Stored data entries
• • • • •

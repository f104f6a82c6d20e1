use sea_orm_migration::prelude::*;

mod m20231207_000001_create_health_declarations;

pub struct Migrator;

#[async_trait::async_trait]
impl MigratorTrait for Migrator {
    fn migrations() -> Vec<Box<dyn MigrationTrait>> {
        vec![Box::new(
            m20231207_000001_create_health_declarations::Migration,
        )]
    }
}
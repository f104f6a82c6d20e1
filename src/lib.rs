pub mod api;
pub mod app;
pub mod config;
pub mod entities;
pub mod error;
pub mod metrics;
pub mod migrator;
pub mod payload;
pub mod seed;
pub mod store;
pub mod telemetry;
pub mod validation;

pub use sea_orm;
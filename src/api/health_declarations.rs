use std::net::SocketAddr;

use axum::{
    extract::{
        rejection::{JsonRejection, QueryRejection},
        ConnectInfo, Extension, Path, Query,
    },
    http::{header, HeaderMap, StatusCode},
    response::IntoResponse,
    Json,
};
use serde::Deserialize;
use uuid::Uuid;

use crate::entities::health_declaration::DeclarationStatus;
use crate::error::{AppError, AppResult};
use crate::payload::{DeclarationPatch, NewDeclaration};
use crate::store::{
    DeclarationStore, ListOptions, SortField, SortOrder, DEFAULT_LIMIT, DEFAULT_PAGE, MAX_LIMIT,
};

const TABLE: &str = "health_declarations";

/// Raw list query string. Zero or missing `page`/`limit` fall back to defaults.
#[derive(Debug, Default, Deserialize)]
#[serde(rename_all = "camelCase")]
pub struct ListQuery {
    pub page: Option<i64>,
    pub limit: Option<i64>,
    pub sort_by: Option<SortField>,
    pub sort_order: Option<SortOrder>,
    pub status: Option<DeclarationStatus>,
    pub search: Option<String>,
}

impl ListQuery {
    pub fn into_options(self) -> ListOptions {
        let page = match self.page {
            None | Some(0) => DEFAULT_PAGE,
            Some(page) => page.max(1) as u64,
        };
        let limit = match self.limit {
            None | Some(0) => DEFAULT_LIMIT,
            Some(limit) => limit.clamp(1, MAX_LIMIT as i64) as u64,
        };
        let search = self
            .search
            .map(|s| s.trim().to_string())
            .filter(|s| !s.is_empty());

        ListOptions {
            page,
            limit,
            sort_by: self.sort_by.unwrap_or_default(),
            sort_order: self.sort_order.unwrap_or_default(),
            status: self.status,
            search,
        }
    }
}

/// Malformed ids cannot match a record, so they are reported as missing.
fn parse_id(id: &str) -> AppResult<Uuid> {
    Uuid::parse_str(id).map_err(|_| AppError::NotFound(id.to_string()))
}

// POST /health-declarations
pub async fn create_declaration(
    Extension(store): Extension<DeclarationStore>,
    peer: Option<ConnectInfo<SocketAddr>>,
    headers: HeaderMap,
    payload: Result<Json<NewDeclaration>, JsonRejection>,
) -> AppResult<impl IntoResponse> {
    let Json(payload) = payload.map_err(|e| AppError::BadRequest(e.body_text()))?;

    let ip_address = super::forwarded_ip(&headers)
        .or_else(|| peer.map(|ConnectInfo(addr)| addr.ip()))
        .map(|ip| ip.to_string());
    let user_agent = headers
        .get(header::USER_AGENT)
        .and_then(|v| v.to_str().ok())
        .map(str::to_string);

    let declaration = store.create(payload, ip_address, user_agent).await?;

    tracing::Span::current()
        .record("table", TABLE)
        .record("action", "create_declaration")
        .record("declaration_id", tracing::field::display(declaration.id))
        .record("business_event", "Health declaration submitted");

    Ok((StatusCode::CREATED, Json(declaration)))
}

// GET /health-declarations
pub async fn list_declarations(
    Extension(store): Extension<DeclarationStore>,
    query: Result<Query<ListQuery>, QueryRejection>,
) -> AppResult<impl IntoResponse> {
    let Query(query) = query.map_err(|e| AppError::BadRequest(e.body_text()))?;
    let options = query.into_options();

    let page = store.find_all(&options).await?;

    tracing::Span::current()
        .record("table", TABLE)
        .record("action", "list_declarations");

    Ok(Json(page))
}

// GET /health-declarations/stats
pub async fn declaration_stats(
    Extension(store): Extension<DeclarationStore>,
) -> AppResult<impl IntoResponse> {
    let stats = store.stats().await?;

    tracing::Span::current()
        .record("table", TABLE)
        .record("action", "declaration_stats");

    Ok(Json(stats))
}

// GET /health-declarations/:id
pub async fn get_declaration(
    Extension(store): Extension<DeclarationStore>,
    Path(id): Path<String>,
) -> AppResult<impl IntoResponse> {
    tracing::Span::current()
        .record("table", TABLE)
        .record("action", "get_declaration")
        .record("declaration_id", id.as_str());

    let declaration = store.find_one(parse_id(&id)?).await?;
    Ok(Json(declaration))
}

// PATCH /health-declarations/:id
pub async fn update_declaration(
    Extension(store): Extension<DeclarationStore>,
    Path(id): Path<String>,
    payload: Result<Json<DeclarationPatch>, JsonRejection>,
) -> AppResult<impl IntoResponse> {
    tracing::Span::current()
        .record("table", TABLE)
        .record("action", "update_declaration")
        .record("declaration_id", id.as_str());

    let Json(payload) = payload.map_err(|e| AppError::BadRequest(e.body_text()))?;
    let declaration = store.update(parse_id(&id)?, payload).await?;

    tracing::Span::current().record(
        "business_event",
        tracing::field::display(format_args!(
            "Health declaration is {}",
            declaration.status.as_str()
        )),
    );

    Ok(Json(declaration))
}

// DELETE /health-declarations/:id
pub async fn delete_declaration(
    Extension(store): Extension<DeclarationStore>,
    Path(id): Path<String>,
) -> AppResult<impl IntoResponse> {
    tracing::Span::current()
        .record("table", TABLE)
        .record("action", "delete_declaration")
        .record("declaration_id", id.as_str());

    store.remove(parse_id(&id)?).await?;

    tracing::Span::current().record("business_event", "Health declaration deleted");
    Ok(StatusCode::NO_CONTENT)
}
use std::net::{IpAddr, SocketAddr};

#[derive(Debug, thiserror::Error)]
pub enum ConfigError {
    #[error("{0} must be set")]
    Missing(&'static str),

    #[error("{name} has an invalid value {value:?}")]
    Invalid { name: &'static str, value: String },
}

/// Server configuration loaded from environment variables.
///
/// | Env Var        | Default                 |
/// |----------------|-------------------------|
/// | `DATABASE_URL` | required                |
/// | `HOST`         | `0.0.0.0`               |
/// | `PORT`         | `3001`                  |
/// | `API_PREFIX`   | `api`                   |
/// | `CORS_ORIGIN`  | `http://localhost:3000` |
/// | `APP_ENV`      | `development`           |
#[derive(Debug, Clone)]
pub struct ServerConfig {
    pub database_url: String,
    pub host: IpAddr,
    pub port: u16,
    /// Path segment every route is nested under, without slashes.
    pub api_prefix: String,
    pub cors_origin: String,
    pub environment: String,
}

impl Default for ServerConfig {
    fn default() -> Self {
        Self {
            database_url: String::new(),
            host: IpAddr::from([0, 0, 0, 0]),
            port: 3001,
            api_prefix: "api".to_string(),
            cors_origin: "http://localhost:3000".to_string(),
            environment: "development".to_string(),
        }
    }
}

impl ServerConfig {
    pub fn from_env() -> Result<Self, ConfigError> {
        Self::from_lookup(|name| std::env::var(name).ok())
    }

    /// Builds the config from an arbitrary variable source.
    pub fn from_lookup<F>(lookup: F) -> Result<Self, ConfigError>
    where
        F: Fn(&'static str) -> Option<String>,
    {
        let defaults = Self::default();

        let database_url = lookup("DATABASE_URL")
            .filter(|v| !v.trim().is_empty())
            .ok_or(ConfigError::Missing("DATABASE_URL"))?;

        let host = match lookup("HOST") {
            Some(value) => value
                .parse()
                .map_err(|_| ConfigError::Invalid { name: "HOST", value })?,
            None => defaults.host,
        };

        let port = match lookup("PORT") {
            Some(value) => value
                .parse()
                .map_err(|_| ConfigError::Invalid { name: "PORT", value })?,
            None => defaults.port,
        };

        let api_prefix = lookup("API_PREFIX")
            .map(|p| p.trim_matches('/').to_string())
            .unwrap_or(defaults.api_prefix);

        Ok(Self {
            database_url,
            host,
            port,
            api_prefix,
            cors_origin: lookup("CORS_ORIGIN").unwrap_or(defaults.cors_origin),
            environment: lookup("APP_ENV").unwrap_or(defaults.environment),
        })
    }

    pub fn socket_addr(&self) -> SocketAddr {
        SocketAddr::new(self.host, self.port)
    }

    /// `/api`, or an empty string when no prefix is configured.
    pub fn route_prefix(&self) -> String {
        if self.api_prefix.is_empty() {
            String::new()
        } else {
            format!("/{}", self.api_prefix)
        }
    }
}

• • • • •

## What the task requires
Output, please, only the lines running from the start of the entries through the line that contains "use uuid::Uuid;", including both of those lines.

## Answer below
repository f104f6a82c6d20e1
use sea_orm_migration::prelude::*;

mod m20231207_000001_create_health_declarations;

pub struct Migrator;

#[async_trait::async_trait]
impl MigratorTrait for Migrator {
    fn migrations() -> Vec<Box<dyn MigrationTrait>> {
        vec![Box::new(
            m20231207_000001_create_health_declarations::Migration,
        )]
    }
}
repository f104f6a82c6d20e1
filename src/lib.rs
pub mod api;
pub mod app;
pub mod config;
pub mod entities;
pub mod error;
pub mod metrics;
pub mod migrator;
pub mod payload;
pub mod seed;
pub mod store;
pub mod telemetry;
pub mod validation;

pub use sea_orm;
filename src/api/health_declarations.rs
use std::net::SocketAddr;

use axum::{
    extract::{
        rejection::{JsonRejection, QueryRejection},
        ConnectInfo, Extension, Path, Query,
    },
    http::{header, HeaderMap, StatusCode},
    response::IntoResponse,
    Json,
};
use serde::Deserialize;
use uuid::Uuid;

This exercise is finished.